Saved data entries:
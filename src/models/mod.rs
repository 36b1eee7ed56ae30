// SPDX-License-Identifier: MIT
// Copyright 2026 Roland Dreier <roland@kernel.org>

//! Data models for the application.

pub mod user;

pub use user::{User, UserSummary};
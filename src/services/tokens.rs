// SPDX-License-Identifier: MIT
// Copyright 2026 Roland Dreier <roland@rolandd.dev>

//! Access/refresh token lifecycle.
//!
//! Access tokens are short-lived and carry the current Spotify access token.
//! Refresh tokens are long-lived and carry the user's token version at issue
//! time; bumping the stored version revokes every refresh token issued before
//! the bump. A refresh token is valid only while it is unexpired and its
//! version equals the stored one, and neither condition can recover.

use serde::{Deserialize, Serialize};
use std::sync::Arc;
use std::time::Duration;
#[cfg(feature = "binding-generation")]
use ts_rs::TS;

use crate::config::Config;
use crate::cookies::RefreshCookies;
use crate::db::{StoreError, UserStore};
use crate::models::User;
use crate::services::signer::{Signer, SignerError};
use crate::services::spotify::{OAuthProvider, ProviderError};

/// Lifetime of an access token.
pub const ACCESS_TOKEN_TTL: Duration = Duration::from_secs(60);

/// Lifetime of a refresh token (7 days).
pub const REFRESH_TOKEN_TTL: Duration = Duration::from_secs(7 * 24 * 60 * 60);

pub const MSG_NO_TOKEN: &str = "No token provided";
pub const MSG_INVALID_TOKEN: &str = "Invalid token";
pub const MSG_INVALID_PAYLOAD: &str = "Invalid payload";
pub const MSG_REVOKED: &str = "Token has been revoked";
pub const MSG_UPSTREAM: &str = "Unable to refresh Spotify token";
pub const MSG_STORE: &str = "Unable to load user";
pub const MSG_SUCCESS: &str = "Success: new token made";

fn rejection_message(err: &AuthError) -> &'static str {
    match err {
        AuthError::MissingCredential | AuthError::NotAuthenticated => MSG_NO_TOKEN,
        AuthError::Revoked => MSG_REVOKED,
        AuthError::NotFound(_) => MSG_INVALID_PAYLOAD,
        AuthError::Store(_) => MSG_STORE,
        AuthError::Upstream(_) => MSG_UPSTREAM,
        _ => MSG_INVALID_TOKEN,
    }
}

/// Token lifecycle failures.
#[derive(Debug, thiserror::Error)]
pub enum AuthError {
    #[error("Malformed token")]
    Malformed,

    #[error("Invalid token signature")]
    InvalidSignature,

    #[error("Token expired")]
    ExpiredToken,

    #[error("Not authenticated")]
    NotAuthenticated,

    /// One or more refresh cookie parts are absent.
    #[error("Refresh token cookies missing")]
    MissingCredential,

    /// The refresh token belongs to a different user than the one requested.
    #[error("Refresh token subject mismatch")]
    SubjectMismatch,

    #[error("Token has been revoked")]
    Revoked,

    #[error("User not found: {0}")]
    NotFound(String),

    #[error(transparent)]
    Upstream(#[from] ProviderError),

    #[error(transparent)]
    Store(#[from] StoreError),

    #[error("Token signing failed: {0}")]
    Signing(String),
}

impl From<SignerError> for AuthError {
    fn from(err: SignerError) -> Self {
        match err {
            SignerError::Malformed => AuthError::Malformed,
            SignerError::InvalidSignature => AuthError::InvalidSignature,
            SignerError::ExpiredToken => AuthError::ExpiredToken,
            SignerError::Encoding(msg) => AuthError::Signing(msg),
        }
    }
}

/// Payload of an access token.
#[derive(Debug, Clone, PartialEq, Eq, Serialize, Deserialize)]
#[serde(rename_all = "camelCase")]
pub struct AccessClaims {
    pub user_id: String,
    pub spotify_access_token: String,
}

/// Payload of a refresh token.
#[derive(Debug, Clone, PartialEq, Eq, Serialize, Deserialize)]
#[serde(rename_all = "camelCase")]
pub struct RefreshClaims {
    pub user_id: String,
    pub token_version: u64,
    pub refresh_token: String,
}

/// Body of `POST /refresh_token`. Always well formed, even on failure.
#[derive(Debug, Clone, PartialEq, Eq, Serialize, Deserialize)]
#[cfg_attr(feature = "binding-generation", derive(TS))]
#[cfg_attr(
    feature = "binding-generation",
    ts(export, export_to = "web/src/lib/generated/")
)]
#[serde(rename_all = "camelCase")]
pub struct RefreshResponse {
    pub message: String,
    pub ok: bool,
    pub access_token: String,
}

impl RefreshResponse {
    fn rejected(message: &str) -> Self {
        Self {
            message: message.to_string(),
            ok: false,
            access_token: String::new(),
        }
    }

    fn issued(access_token: String) -> Self {
        Self {
            message: MSG_SUCCESS.to_string(),
            ok: true,
            access_token,
        }
    }
}

/// Issues, validates and refreshes access/refresh tokens.
#[derive(Clone)]
pub struct TokenService {
    access: Signer,
    refresh: Signer,
    store: Arc<dyn UserStore>,
    provider: Arc<dyn OAuthProvider>,
}

impl TokenService {
    pub fn new(
        config: &Config,
        store: Arc<dyn UserStore>,
        provider: Arc<dyn OAuthProvider>,
    ) -> Self {
        Self {
            access: Signer::new(&config.access_token_secret),
            refresh: Signer::new(&config.refresh_token_secret),
            store,
            provider,
        }
    }

    /// Mint an access token for `user_id` using the refresh token carried in
    /// `cookies` to obtain a fresh Spotify access token.
    pub async fn issue_access_token(
        &self,
        user_id: &str,
        cookies: &RefreshCookies,
    ) -> Result<String, AuthError> {
        let claims = self.verify_refresh_cookies(cookies)?;
        if claims.user_id != user_id {
            tracing::warn!(
                user_id,
                token_user_id = %claims.user_id,
                "Refresh token does not belong to requested user"
            );
            return Err(AuthError::SubjectMismatch);
        }
        self.mint_access_token(&claims).await
    }

    /// Sign a refresh token embedding the user's current token version.
    pub fn issue_refresh_token(
        &self,
        user: &User,
        provider_refresh_token: &str,
    ) -> Result<String, AuthError> {
        let claims = RefreshClaims {
            user_id: user.user_id.clone(),
            token_version: user.token_version,
            refresh_token: provider_refresh_token.to_string(),
        };
        Ok(self.refresh.sign(&claims, REFRESH_TOKEN_TTL)?)
    }

    /// Validate an `Authorization` header value of the form `Bearer <token>`.
    pub fn validate_access_token(
        &self,
        authorization: Option<&str>,
    ) -> Result<AccessClaims, AuthError> {
        let token = authorization
            .and_then(|h| h.strip_prefix("Bearer "))
            .map(str::trim)
            .filter(|t| !t.is_empty())
            .ok_or(AuthError::NotAuthenticated)?;

        Ok(self.access.verify(token)?)
    }

    /// Check refresh cookies against the stored user: signature, token
    /// version and expiry, in that order. A revoked token reports
    /// [`AuthError::Revoked`] even after it has expired.
    pub async fn validate_refresh(
        &self,
        cookies: &RefreshCookies,
    ) -> Result<RefreshClaims, AuthError> {
        let (claims, expired) = self.decode_refresh_cookies(cookies)?;

        let user = match self.store.find_by_id(&claims.user_id).await? {
            Some(user) => user,
            None if expired => return Err(AuthError::ExpiredToken),
            None => return Err(AuthError::NotFound(claims.user_id)),
        };

        if user.token_version != claims.token_version {
            tracing::warn!(
                user_id = %user.user_id,
                stored_version = user.token_version,
                token_version = claims.token_version,
                "Revoked refresh token presented"
            );
            return Err(AuthError::Revoked);
        }

        if expired {
            return Err(AuthError::ExpiredToken);
        }

        Ok(claims)
    }

    /// Exchange refresh cookies for a new access token.
    ///
    /// Never fails: every rejection is reported in the response body.
    pub async fn refresh_cycle(&self, cookies: &RefreshCookies) -> RefreshResponse {
        if !cookies.is_complete() {
            return RefreshResponse::rejected(MSG_NO_TOKEN);
        }

        let claims = match self.validate_refresh(cookies).await {
            Ok(claims) => claims,
            Err(e) => {
                tracing::debug!(error = %e, "Refresh token rejected");
                return RefreshResponse::rejected(rejection_message(&e));
            }
        };

        match self.mint_access_token(&claims).await {
            Ok(token) => RefreshResponse::issued(token),
            Err(e) => {
                tracing::warn!(error = %e, user_id = %claims.user_id, "Access token refresh failed");
                RefreshResponse::rejected(MSG_UPSTREAM)
            }
        }
    }

    /// Revoke every outstanding refresh token for `user_id`.
    ///
    /// Intended for administrative use on suspected compromise.
    pub async fn revoke_sessions(&self, user_id: &str) -> Result<u64, AuthError> {
        let version = self.store.bump_token_version(user_id).await.map_err(|e| match e {
            StoreError::NotFound(id) => AuthError::NotFound(id),
            other => AuthError::Store(other),
        })?;
        tracing::info!(user_id, token_version = version, "Sessions revoked");
        Ok(version)
    }

    fn verify_refresh_cookies(&self, cookies: &RefreshCookies) -> Result<RefreshClaims, AuthError> {
        let token = cookies.token()?;
        Ok(self.refresh.verify(&token)?)
    }

    /// Verify the signature, tolerating expiry. Returns the claims and
    /// whether the token has expired.
    fn decode_refresh_cookies(
        &self,
        cookies: &RefreshCookies,
    ) -> Result<(RefreshClaims, bool), AuthError> {
        let token = cookies.token()?;
        match self.refresh.verify(&token) {
            Ok(claims) => Ok((claims, false)),
            Err(SignerError::ExpiredToken) => Ok((self.refresh.verify_ignoring_expiry(&token)?, true)),
            Err(e) => Err(e.into()),
        }
    }

    async fn mint_access_token(&self, claims: &RefreshClaims) -> Result<String, AuthError> {
        let spotify_access_token = self
            .provider
            .refresh_provider_token(&claims.refresh_token)
            .await?;

        let access = AccessClaims {
            user_id: claims.user_id.clone(),
            spotify_access_token,
        };
        Ok(self.access.sign(&access, ACCESS_TOKEN_TTL)?)
    }
}
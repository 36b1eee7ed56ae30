// SPDX-License-Identifier: MIT
// Copyright 2026 Roland Dreier <roland@rolandd.dev>

//! Spotify OAuth login and refresh token routes.
//!
//! Everything that reads the refresh cookies is mounted under
//! [`REFRESH_PATH`]; the cookies are scoped there.

use axum::{
    extract::{Query, State},
    http::{header, HeaderMap, StatusCode},
    response::{IntoResponse, Redirect, Response},
    routing::{get, post},
    Json, Router,
};
use axum_extra::extract::cookie::CookieJar;
use serde::{Deserialize, Serialize};
use std::sync::Arc;
use subtle::ConstantTimeEq;
#[cfg(feature = "binding-generation")]
use ts_rs::TS;
use validator::Validate;

use crate::config::STATE_COOKIE_NAME;
use crate::cookies::{
    clear_pending_password_cookie, clear_state_cookie, pending_password_cookie, state_cookie,
    RefreshCookies, PASSWORD_COOKIE, REFRESH_PATH,
};
use crate::error::{AppError, Result};
use crate::services::accounts::random_hex;
use crate::services::tokens::RefreshResponse;
use crate::AppState;

/// Email/password login. Under [`REFRESH_PATH`] so it receives the refresh cookies.
pub const PASSWORD_LOGIN_PATH: &str = "/refresh_token/login";

/// One-time pickup of a new account's placeholder password.
pub const PENDING_PASSWORD_PATH: &str = "/refresh_token/password";

pub fn routes() -> Router<Arc<AppState>> {
    Router::new()
        .route("/login", get(login))
        .route("/callback", get(callback))
        .route(REFRESH_PATH, post(refresh_token))
        .route(PASSWORD_LOGIN_PATH, post(password_login))
        .route(PENDING_PASSWORD_PATH, post(pending_password))
}

/// Start OAuth flow - redirect to Spotify authorization.
///
/// The "already authenticated" short-circuit only fires for clients that send
/// the refresh cookies explicitly; browsers keep them to [`REFRESH_PATH`].
async fn login(State(state): State<Arc<AppState>>, jar: CookieJar) -> Result<Response> {
    if RefreshCookies::from_jar(&jar).is_complete() {
        return Ok(Json(serde_json::json!({ "message": "Already authenticated" })).into_response());
    }

    let nonce = random_hex()?;
    let auth_url = state.spotify.authorize_url(&nonce);
    let jar = jar.add(state_cookie(
        STATE_COOKIE_NAME,
        nonce,
        state.config.secure_cookies(),
    ));

    tracing::info!(
        client_id = %state.config.client_id,
        "Starting OAuth flow, redirecting to Spotify"
    );

    Ok((jar, Redirect::temporary(&auth_url)).into_response())
}

#[derive(Deserialize)]
pub struct CallbackParams {
    #[serde(default)]
    code: Option<String>,
    #[serde(default)]
    state: Option<String>,
    #[serde(default)]
    error: Option<String>,
}

/// OAuth callback - exchange code, link the account, set refresh cookies.
///
/// Redirects back to the frontend only: a `Referer` is honoured when it shares
/// the frontend's origin. Spotify failures are logged and reported on the
/// redirect rather than surfacing as a server error.
async fn callback(
    State(state): State<Arc<AppState>>,
    jar: CookieJar,
    headers: HeaderMap,
    Query(params): Query<CallbackParams>,
) -> Result<Response> {
    let stored_state = jar.get(STATE_COOKIE_NAME).map(|c| c.value().to_string());
    if !states_match(params.state.as_deref(), stored_state.as_deref()) {
        tracing::warn!("OAuth state mismatch");
        return Ok((
            StatusCode::BAD_REQUEST,
            Json(serde_json::json!({ "error": "state_mismatch" })),
        )
            .into_response());
    }

    let jar = jar.remove(clear_state_cookie(STATE_COOKIE_NAME));

    let destination = redirect_destination(
        &state.config.frontend_url,
        headers.get(header::REFERER).and_then(|h| h.to_str().ok()),
    );

    if let Some(error) = params.error {
        tracing::warn!(error = %error, "OAuth error from Spotify");
        let redirect = with_query(&destination, "error", &error);
        return Ok((jar, Redirect::temporary(&redirect)).into_response());
    }

    let code = params
        .code
        .filter(|c| !c.is_empty())
        .ok_or_else(|| AppError::BadRequest("missing authorization code".to_string()))?;

    tracing::info!("Exchanging authorization code for tokens");

    let outcome = match state.accounts.link(&code).await {
        Ok(outcome) => outcome,
        Err(e) => {
            tracing::warn!(error = %e, "Spotify login failed");
            let redirect = with_query(&destination, "error", "login_failed");
            return Ok((jar, Redirect::temporary(&redirect)).into_response());
        }
    };

    tracing::info!(user_id = %outcome.user.user_id, "OAuth successful, user linked");

    let secure = state.config.secure_cookies();
    let mut jar = RefreshCookies::from_token(&outcome.refresh_token)?.set_on(jar, secure);
    if let Some(password) = outcome.new_password {
        jar = jar.add(pending_password_cookie(password, secure));
    }

    Ok((jar, Redirect::temporary(&destination)).into_response())
}

/// Exchange the refresh cookies for a new access token.
async fn refresh_token(
    State(state): State<Arc<AppState>>,
    jar: CookieJar,
) -> Json<RefreshResponse> {
    let cookies = RefreshCookies::from_jar(&jar);
    Json(state.tokens.refresh_cycle(&cookies).await)
}

#[derive(Serialize)]
#[cfg_attr(feature = "binding-generation", derive(TS))]
#[cfg_attr(
    feature = "binding-generation",
    ts(export, export_to = "web/src/lib/generated/")
)]
pub struct PendingPasswordResponse {
    pub password: String,
}

/// Hand a newly linked account its placeholder password, then forget it.
async fn pending_password(jar: CookieJar) -> Result<(CookieJar, Json<PendingPasswordResponse>)> {
    let password = jar
        .get(PASSWORD_COOKIE)
        .map(|c| c.value().to_string())
        .filter(|p| !p.is_empty())
        .ok_or_else(|| AppError::NotFound("no pending password".to_string()))?;

    let jar = jar.remove(clear_pending_password_cookie());
    Ok((jar, Json(PendingPasswordResponse { password })))
}

// ─── Password Login ──────────────────────────────────────────

#[derive(Debug, Deserialize, Validate)]
pub struct LoginRequest {
    #[validate(email)]
    pub email: String,
    #[validate(length(min = 1))]
    pub password: String,
}

#[derive(Serialize)]
#[cfg_attr(feature = "binding-generation", derive(TS))]
#[cfg_attr(
    feature = "binding-generation",
    ts(export, export_to = "web/src/lib/generated/")
)]
#[serde(rename_all = "camelCase")]
pub struct LoginResponse {
    pub access_token: String,
}

/// Email/password login for a previously linked account.
///
/// The caller must also hold that account's refresh cookies; the new access
/// token wraps a Spotify token refreshed through them.
async fn password_login(
    State(state): State<Arc<AppState>>,
    jar: CookieJar,
    Json(req): Json<LoginRequest>,
) -> Result<Json<LoginResponse>> {
    req.validate()
        .map_err(|e| AppError::BadRequest(e.to_string()))?;

    let user = state.accounts.authenticate(&req.email, &req.password).await?;

    let cookies = RefreshCookies::from_jar(&jar);
    state.tokens.validate_refresh(&cookies).await?;
    let access_token = state
        .tokens
        .issue_access_token(&user.user_id, &cookies)
        .await?;

    tracing::info!(user_id = %user.user_id, "Password login succeeded");

    Ok(Json(LoginResponse { access_token }))
}

/// Constant-time comparison of the returned and stored OAuth state.
fn states_match(returned: Option<&str>, stored: Option<&str>) -> bool {
    match (returned, stored) {
        (Some(returned), Some(stored)) if !stored.is_empty() => {
            bool::from(returned.as_bytes().ct_eq(stored.as_bytes()))
        }
        _ => false,
    }
}

/// The referer if it is on the frontend's origin, else the frontend itself.
fn redirect_destination(frontend_url: &str, referer: Option<&str>) -> String {
    referer
        .filter(|r| same_origin(r, frontend_url))
        .unwrap_or(frontend_url)
        .to_string()
}

fn same_origin(a: &str, b: &str) -> bool {
    match (reqwest::Url::parse(a), reqwest::Url::parse(b)) {
        (Ok(a), Ok(b)) => a.origin() == b.origin(),
        _ => false,
    }
}

/// Append `key=value` to `url`, URL-encoding the value.
fn with_query(url: &str, key: &str, value: &str) -> String {
    let separator = if url.contains('?') { '&' } else { '?' };
    format!("{}{}{}={}", url, separator, key, urlencoding::encode(value))
}
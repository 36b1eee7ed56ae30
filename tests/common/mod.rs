// SPDX-License-Identifier: MIT
// Copyright 2026 Roland Dreier <roland@rolandd.dev>

use async_trait::async_trait;
use spotify_session::config::Config;
use spotify_session::db::{FirestoreDb, InMemoryStore};
use spotify_session::routes::create_router;
use spotify_session::services::{OAuthProvider, ProviderError, ProviderIdentity, ProviderTokens};
use spotify_session::AppState;
use std::sync::atomic::{AtomicBool, AtomicUsize, Ordering};
use std::sync::Arc;

/// Check if emulator is available via environment variable.
#[allow(dead_code)]
pub fn emulator_available() -> bool {
    std::env::var("FIRESTORE_EMULATOR_HOST").is_ok()
}

/// Skip test with message if emulator not available.
#[macro_export]
macro_rules! require_emulator {
    () => {
        if !crate::common::emulator_available() {
            eprintln!("⚠️  Skipping: FIRESTORE_EMULATOR_HOST not set");
            return;
        }
    };
}

/// Create a test database connection.
#[allow(dead_code)]
pub async fn test_db() -> FirestoreDb {
    FirestoreDb::new("test-project")
        .await
        .expect("Failed to connect to Firestore emulator")
}

/// Spotify stand-in. Every authorization code maps to the same account;
/// refreshes hand out numbered access tokens.
#[allow(dead_code)]
pub struct FakeSpotify {
    pub external_id: String,
    pub email: String,
    pub fail_upstream: AtomicBool,
    pub refreshes: AtomicUsize,
}

#[allow(dead_code)]
impl FakeSpotify {
    pub fn new(external_id: &str, email: &str) -> Self {
        Self {
            external_id: external_id.to_string(),
            email: email.to_string(),
            fail_upstream: AtomicBool::new(false),
            refreshes: AtomicUsize::new(0),
        }
    }

    pub fn set_failing(&self, failing: bool) {
        self.fail_upstream.store(failing, Ordering::SeqCst);
    }

    fn check(&self) -> Result<(), ProviderError> {
        if self.fail_upstream.load(Ordering::SeqCst) {
            return Err(ProviderError::Upstream("HTTP 503: unavailable".to_string()));
        }
        Ok(())
    }
}

#[async_trait]
impl OAuthProvider for FakeSpotify {
    fn authorize_url(&self, state: &str) -> String {
        format!("https://accounts.example.test/authorize?state={}", state)
    }

    async fn exchange_code(&self, code: &str) -> Result<ProviderTokens, ProviderError> {
        self.check()?;
        Ok(ProviderTokens {
            access_token: format!("spotify-access-for-{}", code),
            refresh_token: "spotify-refresh".to_string(),
        })
    }

    async fn refresh_provider_token(&self, refresh_token: &str) -> Result<String, ProviderError> {
        self.check()?;
        let n = self.refreshes.fetch_add(1, Ordering::SeqCst) + 1;
        Ok(format!("{}-access-{}", refresh_token, n))
    }

    async fn fetch_identity(&self, _access_token: &str) -> Result<ProviderIdentity, ProviderError> {
        self.check()?;
        Ok(ProviderIdentity {
            external_id: self.external_id.clone(),
            email: self.email.clone(),
        })
    }
}

/// Test fixture: state wired over an in-memory store and a fake Spotify.
#[allow(dead_code)]
pub struct TestApp {
    pub state: Arc<AppState>,
    pub store: InMemoryStore,
    pub spotify: Arc<FakeSpotify>,
}

#[allow(dead_code)]
impl TestApp {
    pub fn new() -> Self {
        Self::with_config(Config::test_default())
    }

    pub fn with_config(config: Config) -> Self {
        let store = InMemoryStore::new();
        let spotify = Arc::new(FakeSpotify::new("u1", "u1@example.com"));
        let state = Arc::new(AppState::new(
            config,
            Arc::new(store.clone()),
            spotify.clone(),
        ));
        Self {
            state,
            store,
            spotify,
        }
    }

    pub fn router(&self) -> axum::Router {
        create_router(self.state.clone())
    }
}

/// `Cookie` header value carrying a refresh token as its three parts.
#[allow(dead_code)]
pub fn refresh_cookie_header(token: &str) -> String {
    let parts: Vec<&str> = token.split('.').collect();
    format!("a1_h={}; a1_b={}; a1_p={}", parts[0], parts[1], parts[2])
}

/// Read a response body as a string.
#[allow(dead_code)]
pub async fn body_string(response: axum::response::Response) -> String {
    let bytes = axum::body::to_bytes(response.into_body(), usize::MAX)
        .await
        .expect("Failed to read body");
    String::from_utf8(bytes.to_vec()).expect("Body is not UTF-8")
}

/// Read a response body as JSON.
#[allow(dead_code)]
pub async fn body_json(response: axum::response::Response) -> serde_json::Value {
    serde_json::from_str(&body_string(response).await).expect("Body is not JSON")
}

/// All `Set-Cookie` header values on a response.
#[allow(dead_code)]
pub fn set_cookie_headers(response: &axum::response::Response) -> Vec<String> {
    response
        .headers()
        .get_all(axum::http::header::SET_COOKIE)
        .iter()
        .map(|value| value.to_str().unwrap().to_string())
        .collect()
}

/// The `Set-Cookie` header for `name`.
#[allow(dead_code)]
pub fn find_cookie(headers: &[String], name: &str) -> String {
    headers
        .iter()
        .find(|value| value.starts_with(&format!("{name}=")))
        .cloned()
        .unwrap_or_else(|| panic!("missing Set-Cookie header for {name}: {headers:?}"))
}

/// Value part of a `Set-Cookie` header.
#[allow(dead_code)]
pub fn cookie_value(set_cookie: &str) -> String {
    set_cookie
        .split(';')
        .next()
        .and_then(|pair| pair.split_once('='))
        .map(|(_, value)| value.to_string())
        .unwrap_or_default()
}

/// `Cookie` header a browser would send to `request_path`, given the
/// `Set-Cookie` headers it received. Honours `Path` scoping and skips
/// removal cookies.
#[allow(dead_code)]
pub fn cookies_for_path(set_cookies: &[String], request_path: &str) -> String {
    set_cookies
        .iter()
        .filter_map(|set_cookie| {
            let mut attributes = set_cookie.split(';').map(str::trim);
            let (name, value) = attributes.next()?.split_once('=')?;
            let path = attributes
                .find_map(|attr| attr.strip_prefix("Path="))
                .unwrap_or("/");
            (!value.is_empty() && path_matches(path, request_path))
                .then(|| format!("{}={}", name, value))
        })
        .collect::<Vec<_>>()
        .join("; ")
}

fn path_matches(cookie_path: &str, request_path: &str) -> bool {
    request_path == cookie_path
        || (request_path.starts_with(cookie_path)
            && (cookie_path.ends_with('/')
                || request_path[cookie_path.len()..].starts_with('/')))
}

Prompt:
Look for the string "common" in the data above and return every line that has it.

Solution to this problem:
filename tests/common/mod.rs
        if !crate::common::emulator_available() {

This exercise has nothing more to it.